Switching a company’s focus to stem decline doesn’t happen overnight. In fact, it often takes years and multiple attempts.
Deluxe Corp. is a case in point. Realizing that paper checks were on the way out, the Minneapolis-based company started acquiring small-business services companies — and a lot of them.
When Barry McCarthy, the current chief executive, took over in 2018, he realized the company needed to focus its stable of new businesses. Besides the legacy check printing business, Deluxe would concentrate on business-to-business payments, merchant services and data solutions for financial institutions and small to mid-size businesses.
The company decided to sell off business lines that did not fit into its core focus. That came with some pain, including layoffs. It also included moving business lines to the same operating systems and consolidating employees at fewer offices.

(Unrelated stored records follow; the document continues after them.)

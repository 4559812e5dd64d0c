//! Price Alerts
//!
//! Alert definitions, trigger history, and the pure evaluation rules the
//! alert engine applies to every tick.
//!
//! # Design
//!
//! An alert fires when its condition holds, it is active, and its cooldown
//! has elapsed. Firing pauses the alert; a client re-arms it by toggling or
//! updating. The cooldown is measured from the last fire regardless of any
//! reactivation in between.

use std::fmt;
use std::str::FromStr;

use chrono::{DateTime, TimeDelta, Utc};
use serde::{Deserialize, Serialize};

use crate::domain::error::ValidationError;
use crate::domain::market::Symbol;

// =============================================================================
// Constants
// =============================================================================

/// Tolerance for the `equal` condition.
pub const EQUAL_EPSILON: f64 = 0.01;

/// Minimum seconds between two fires of the same alert.
pub const ALERT_COOLDOWN_SECS: i64 = 60;

/// Minimum time between two fires of the same alert.
#[must_use]
pub fn alert_cooldown() -> TimeDelta {
    TimeDelta::seconds(ALERT_COOLDOWN_SECS)
}

/// Persisted alert identifier.
pub type AlertId = i64;

/// Persisted trigger log identifier.
pub type TriggerLogId = i64;

// =============================================================================
// Condition
// =============================================================================

/// Comparison applied between the tick price and the alert threshold.
#[derive(Debug, Clone, Copy, PartialEq, Eq, Hash, Serialize, Deserialize)]
#[serde(rename_all = "lowercase")]
pub enum AlertCondition {
    /// Fires when price is strictly greater than the threshold.
    Above,
    /// Fires when price is strictly less than the threshold.
    Below,
    /// Fires when price is within [`EQUAL_EPSILON`] of the threshold.
    Equal,
}

impl AlertCondition {
    /// Wire name of the condition.
    #[must_use]
    pub const fn as_str(self) -> &'static str {
        match self {
            Self::Above => "above",
            Self::Below => "below",
            Self::Equal => "equal",
        }
    }

    /// Whether `price` satisfies the condition against `threshold`.
    #[must_use]
    pub fn holds(self, price: f64, threshold: f64) -> bool {
        match self {
            Self::Above => price > threshold,
            Self::Below => price < threshold,
            Self::Equal => (price - threshold).abs() < EQUAL_EPSILON,
        }
    }
}

impl fmt::Display for AlertCondition {
    fn fmt(&self, f: &mut fmt::Formatter<'_>) -> fmt::Result {
        f.write_str(self.as_str())
    }
}

impl FromStr for AlertCondition {
    type Err = ValidationError;

    fn from_str(s: &str) -> Result<Self, Self::Err> {
        match s.trim().to_ascii_lowercase().as_str() {
            "above" => Ok(Self::Above),
            "below" => Ok(Self::Below),
            "equal" => Ok(Self::Equal),
            _ => Err(ValidationError::InvalidCondition(s.to_string())),
        }
    }
}

/// Validate an alert threshold.
///
/// # Errors
///
/// Returns [`ValidationError::InvalidPrice`] for NaN or infinite values.
pub fn validate_threshold(threshold: f64) -> Result<f64, ValidationError> {
    if threshold.is_finite() {
        Ok(threshold)
    } else {
        Err(ValidationError::InvalidPrice(threshold.to_string()))
    }
}

// =============================================================================
// Alert
// =============================================================================

/// A persisted price alert.
#[derive(Debug, Clone, PartialEq, Serialize)]
pub struct Alert {
    /// Store-assigned identifier.
    pub id: AlertId,
    /// Watched symbol.
    pub symbol: Symbol,
    /// Threshold price.
    #[serde(rename = "price")]
    pub threshold: f64,
    /// Comparison to apply.
    pub condition: AlertCondition,
    /// Whether the alert is armed.
    pub active: bool,
    /// Creation time.
    pub created_at: DateTime<Utc>,
    /// Time of the most recent fire.
    #[serde(rename = "last_triggered")]
    pub last_triggered_at: Option<DateTime<Utc>>,
}

/// Outcome of evaluating one alert against one price.
#[derive(Debug, Clone, Copy, PartialEq, Eq)]
pub enum Evaluation {
    /// Alert is paused.
    Inactive,
    /// Condition does not hold.
    ConditionNotMet,
    /// Condition holds but the alert fired less than a cooldown ago.
    CoolingDown,
    /// Alert fires.
    Fire,
}

impl Alert {
    /// Whether the cooldown since the last fire has elapsed at `now`.
    #[must_use]
    pub fn cooldown_elapsed(&self, now: DateTime<Utc>) -> bool {
        self.last_triggered_at
            .is_none_or(|last| now.signed_duration_since(last) >= alert_cooldown())
    }

    /// Evaluate the alert against `price` at `now`.
    #[must_use]
    pub fn evaluate(&self, price: f64, now: DateTime<Utc>) -> Evaluation {
        if !self.active {
            Evaluation::Inactive
        } else if !self.condition.holds(price, self.threshold) {
            Evaluation::ConditionNotMet
        } else if !self.cooldown_elapsed(now) {
            Evaluation::CoolingDown
        } else {
            Evaluation::Fire
        }
    }

    /// Record a fire: stamp the time and pause the alert.
    pub fn mark_triggered(&mut self, now: DateTime<Utc>) {
        self.last_triggered_at = Some(now);
        self.active = false;
    }
}

/// A validated alert awaiting persistence.
#[derive(Debug, Clone, PartialEq)]
pub struct NewAlert {
    /// Watched symbol.
    pub symbol: Symbol,
    /// Threshold price.
    pub threshold: f64,
    /// Comparison to apply.
    pub condition: AlertCondition,
}

impl NewAlert {
    /// Validate and build a new alert.
    ///
    /// # Errors
    ///
    /// Returns [`ValidationError::InvalidPrice`] for a non-finite threshold.
    pub fn new(
        symbol: Symbol,
        threshold: f64,
        condition: AlertCondition,
    ) -> Result<Self, ValidationError> {
        Ok(Self {
            symbol,
            threshold: validate_threshold(threshold)?,
            condition,
        })
    }
}

/// Replacement values for an existing alert.
#[derive(Debug, Clone, Copy, PartialEq)]
pub struct AlertUpdate {
    /// New threshold price.
    pub threshold: f64,
    /// New comparison.
    pub condition: AlertCondition,
    /// New armed state.
    pub active: bool,
}

impl AlertUpdate {
    /// Apply the update to `alert`.
    pub fn apply(self, alert: &mut Alert) {
        alert.threshold = self.threshold;
        alert.condition = self.condition;
        alert.active = self.active;
    }
}

// =============================================================================
// Trigger Log
// =============================================================================

/// Immutable record of one alert fire.
#[derive(Debug, Clone, PartialEq, Serialize)]
pub struct TriggerLog {
    /// Store-assigned identifier.
    pub id: TriggerLogId,
    /// Alert that fired. The alert may since have been deleted.
    pub alert_id: AlertId,
    /// Symbol at fire time.
    pub symbol: Symbol,
    /// Condition at fire time.
    pub condition: AlertCondition,
    /// Threshold at fire time.
    pub alert_price: f64,
    /// Tick price that caused the fire.
    pub trigger_price: f64,
    /// Fire time.
    pub triggered_at: DateTime<Utc>,
}

// =============================================================================
// Subscription Record
// =============================================================================

/// A persisted symbol subscription, replayed to clients on connect.
#[derive(Debug, Clone, PartialEq, Eq, Serialize)]
pub struct SubscriptionRecord {
    /// Subscribed symbol.
    pub symbol: Symbol,
    /// First subscription time.
    pub created_at: DateTime<Utc>,
    /// Most recent subscribe for this symbol.
    #[serde(rename = "last_accessed")]
    pub last_accessed_at: DateTime<Utc>,
}

// =============================================================================
// Tests
// =============================================================================

#[cfg(test)]
mod tests {
    use super::*;
    use test_case::test_case;

    fn alert(condition: AlertCondition, threshold: f64) -> Alert {
        Alert {
            id: 1,
            symbol: Symbol::parse("AAPL").unwrap(),
            threshold,
            condition,
            active: true,
            created_at: Utc::now(),
            last_triggered_at: None,
        }
    }

    #[test_case(AlertCondition::Above, 101.0, 100.0 => true ; "above when greater")]
    #[test_case(AlertCondition::Above, 100.0, 100.0 => false ; "above is strict")]
    #[test_case(AlertCondition::Below, 99.0, 100.0 => true ; "below when less")]
    #[test_case(AlertCondition::Below, 100.0, 100.0 => false ; "below is strict")]
    #[test_case(AlertCondition::Equal, 100.005, 100.0 => true ; "equal within epsilon")]
    #[test_case(AlertCondition::Equal, 99.995, 100.0 => true ; "equal within epsilon below")]
    #[test_case(AlertCondition::Equal, 100.02, 100.0 => false ; "equal outside epsilon")]
    fn condition_holds(condition: AlertCondition, price: f64, threshold: f64) -> bool {
        condition.holds(price, threshold)
    }

    #[test_case("above" => Ok(AlertCondition::Above))]
    #[test_case(" Below " => Ok(AlertCondition::Below))]
    #[test_case("EQUAL" => Ok(AlertCondition::Equal))]
    #[test_case("crosses" => Err(ValidationError::InvalidCondition("crosses".to_string())))]
    fn condition_parses(raw: &str) -> Result<AlertCondition, ValidationError> {
        raw.parse()
    }

    #[test]
    fn inactive_alert_never_fires() {
        let mut a = alert(AlertCondition::Above, 100.0);
        a.active = false;
        assert_eq!(a.evaluate(150.0, Utc::now()), Evaluation::Inactive);
    }

    #[test]
    fn fresh_alert_fires_when_condition_holds() {
        let a = alert(AlertCondition::Above, 100.0);
        assert_eq!(a.evaluate(150.0, Utc::now()), Evaluation::Fire);
        assert_eq!(a.evaluate(50.0, Utc::now()), Evaluation::ConditionNotMet);
    }

    #[test]
    fn cooldown_suppresses_until_sixty_seconds() {
        let now = Utc::now();
        let mut a = alert(AlertCondition::Above, 100.0);
        a.last_triggered_at = Some(now);

        assert_eq!(
            a.evaluate(150.0, now + TimeDelta::seconds(59)),
            Evaluation::CoolingDown
        );
        assert_eq!(
            a.evaluate(150.0, now + TimeDelta::seconds(60)),
            Evaluation::Fire
        );
    }

    #[test]
    fn mark_triggered_pauses_alert() {
        let now = Utc::now();
        let mut a = alert(AlertCondition::Below, 100.0);
        a.mark_triggered(now);

        assert!(!a.active);
        assert_eq!(a.last_triggered_at, Some(now));
    }

    #[test]
    fn non_finite_threshold_is_rejected() {
        let symbol = Symbol::parse("AAPL").unwrap();
        assert!(NewAlert::new(symbol.clone(), f64::NAN, AlertCondition::Above).is_err());
        assert!(NewAlert::new(symbol, f64::INFINITY, AlertCondition::Above).is_err());
    }

    #[test]
    fn alert_serializes_with_wire_names() {
        let a = alert(AlertCondition::Equal, 12.5);
        let json = serde_json::to_value(&a).unwrap();

        assert_eq!(json["symbol"], "AAPL");
        assert_eq!(json["price"], 12.5);
        assert_eq!(json["condition"], "equal");
        assert_eq!(json["active"], true);
        assert!(json["last_triggered"].is_null());
    }
}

With some of that transformation done, the company was ready to launch its new strategic plan in November. Called the North Star Initiative, it includes goals to drive sustained organic revenue and earnings growth for its next three years, increasing its free cash flow and earnings by about $130 million.
Those measures and others, Deluxe officials say, should help the company increase its annual total shareholder return by at least 15% by 2026.
“North Star is the next step that we take now that we have a healthy and robust and growing company to accelerate our progress from here that touches all aspects of the company,” McCarthy said in an interview last month.
After reviewing the North Star Initiative, Marc Riddick, an analyst with Sidoti & Company, raised his 12-month price target on Deluxe stock in December from $28 a share to $32 a share. The goals, he said, “are achievable without needing a significant macroeconomic tailwinds,” he wrote in a research note.